Saved entries:
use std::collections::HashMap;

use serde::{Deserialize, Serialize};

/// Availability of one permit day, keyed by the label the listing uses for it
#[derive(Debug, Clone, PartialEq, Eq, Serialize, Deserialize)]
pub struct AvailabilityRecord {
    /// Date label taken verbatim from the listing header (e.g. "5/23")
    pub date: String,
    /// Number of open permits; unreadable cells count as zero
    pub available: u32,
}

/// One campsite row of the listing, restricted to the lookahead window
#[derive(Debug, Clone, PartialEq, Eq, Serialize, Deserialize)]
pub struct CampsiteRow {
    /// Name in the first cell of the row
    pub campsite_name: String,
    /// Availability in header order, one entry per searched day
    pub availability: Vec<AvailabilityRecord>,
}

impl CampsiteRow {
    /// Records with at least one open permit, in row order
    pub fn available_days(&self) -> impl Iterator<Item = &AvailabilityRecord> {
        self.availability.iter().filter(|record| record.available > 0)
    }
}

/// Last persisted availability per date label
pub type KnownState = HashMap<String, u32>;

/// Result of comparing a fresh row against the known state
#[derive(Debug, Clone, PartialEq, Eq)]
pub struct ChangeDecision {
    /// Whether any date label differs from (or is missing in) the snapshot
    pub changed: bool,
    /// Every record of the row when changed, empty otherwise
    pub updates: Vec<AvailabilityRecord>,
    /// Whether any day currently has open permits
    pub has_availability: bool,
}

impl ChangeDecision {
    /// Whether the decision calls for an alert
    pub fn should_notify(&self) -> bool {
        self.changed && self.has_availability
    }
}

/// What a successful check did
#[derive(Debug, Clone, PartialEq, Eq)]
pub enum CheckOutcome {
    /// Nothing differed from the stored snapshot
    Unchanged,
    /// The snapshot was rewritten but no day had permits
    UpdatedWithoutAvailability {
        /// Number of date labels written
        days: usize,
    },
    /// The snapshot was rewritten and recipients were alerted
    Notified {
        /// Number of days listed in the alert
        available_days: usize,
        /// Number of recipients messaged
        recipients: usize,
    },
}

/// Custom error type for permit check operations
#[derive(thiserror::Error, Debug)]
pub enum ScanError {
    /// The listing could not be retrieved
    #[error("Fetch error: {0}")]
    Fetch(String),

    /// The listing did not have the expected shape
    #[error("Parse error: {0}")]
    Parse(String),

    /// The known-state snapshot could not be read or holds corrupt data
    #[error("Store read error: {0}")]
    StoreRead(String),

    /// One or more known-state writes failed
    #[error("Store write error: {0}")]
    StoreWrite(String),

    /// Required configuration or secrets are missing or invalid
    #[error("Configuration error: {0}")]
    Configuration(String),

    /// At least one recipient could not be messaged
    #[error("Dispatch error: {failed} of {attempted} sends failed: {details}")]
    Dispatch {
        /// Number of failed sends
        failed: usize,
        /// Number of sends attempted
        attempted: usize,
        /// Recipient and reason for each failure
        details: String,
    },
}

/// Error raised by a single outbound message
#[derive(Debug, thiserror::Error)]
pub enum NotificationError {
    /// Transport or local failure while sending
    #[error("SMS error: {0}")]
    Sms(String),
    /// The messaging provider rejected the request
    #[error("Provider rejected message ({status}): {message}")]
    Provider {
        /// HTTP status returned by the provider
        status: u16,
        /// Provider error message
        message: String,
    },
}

WHAT YOU WILL DO ▸ Every entry above should be duplicated exactly.

EXERCISE OUTPUT ▸
use std::collections::HashMap;

use serde::{Deserialize, Serialize};

/// Availability of one permit day, keyed by the label the listing uses for it
#[derive(Debug, Clone, PartialEq, Eq, Serialize, Deserialize)]
pub struct AvailabilityRecord {
    /// Date label taken verbatim from the listing header (e.g. "5/23")
    pub date: String,
    /// Number of open permits; unreadable cells count as zero
    pub available: u32,
}

/// One campsite row of the listing, restricted to the lookahead window
#[derive(Debug, Clone, PartialEq, Eq, Serialize, Deserialize)]
pub struct CampsiteRow {
    /// Name in the first cell of the row
    pub campsite_name: String,
    /// Availability in header order, one entry per searched day
    pub availability: Vec<AvailabilityRecord>,
}

impl CampsiteRow {
    /// Records with at least one open permit, in row order
    pub fn available_days(&self) -> impl Iterator<Item = &AvailabilityRecord> {
        self.availability.iter().filter(|record| record.available > 0)
    }
}

/// Last persisted availability per date label
pub type KnownState = HashMap<String, u32>;

/// Result of comparing a fresh row against the known state
#[derive(Debug, Clone, PartialEq, Eq)]
pub struct ChangeDecision {
    /// Whether any date label differs from (or is missing in) the snapshot
    pub changed: bool,
    /// Every record of the row when changed, empty otherwise
    pub updates: Vec<AvailabilityRecord>,
    /// Whether any day currently has open permits
    pub has_availability: bool,
}

impl ChangeDecision {
    /// Whether the decision calls for an alert
    pub fn should_notify(&self) -> bool {
        self.changed && self.has_availability
    }
}

/// What a successful check did
#[derive(Debug, Clone, PartialEq, Eq)]
pub enum CheckOutcome {
    /// Nothing differed from the stored snapshot
    Unchanged,
    /// The snapshot was rewritten but no day had permits
    UpdatedWithoutAvailability {
        /// Number of date labels written
        days: usize,
    },
    /// The snapshot was rewritten and recipients were alerted
    Notified {
        /// Number of days listed in the alert
        available_days: usize,
        /// Number of recipients messaged
        recipients: usize,
    },
}

/// Custom error type for permit check operations
#[derive(thiserror::Error, Debug)]
pub enum ScanError {
    /// The listing could not be retrieved
    #[error("Fetch error: {0}")]
    Fetch(String),

    /// The listing did not have the expected shape
    #[error("Parse error: {0}")]
    Parse(String),

    /// The known-state snapshot could not be read or holds corrupt data
    #[error("Store read error: {0}")]
    StoreRead(String),

    /// One or more known-state writes failed
    #[error("Store write error: {0}")]
    StoreWrite(String),

    /// Required configuration or secrets are missing or invalid
    #[error("Configuration error: {0}")]
    Configuration(String),

    /// At least one recipient could not be messaged
    #[error("Dispatch error: {failed} of {attempted} sends failed: {details}")]
    Dispatch {
        /// Number of failed sends
        failed: usize,
        /// Number of sends attempted
        attempted: usize,
        /// Recipient and reason for each failure
        details: String,
    },
}

/// Error raised by a single outbound message
#[derive(Debug, thiserror::Error)]
pub enum NotificationError {
    /// Transport or local failure while sending
    #[error("SMS error: {0}")]
    Sms(String),
    /// The messaging provider rejected the request
    #[error("Provider rejected message ({status}): {message}")]
    Provider {
        /// HTTP status returned by the provider
        status: u16,
        /// Provider error message
        message: String,
    },
}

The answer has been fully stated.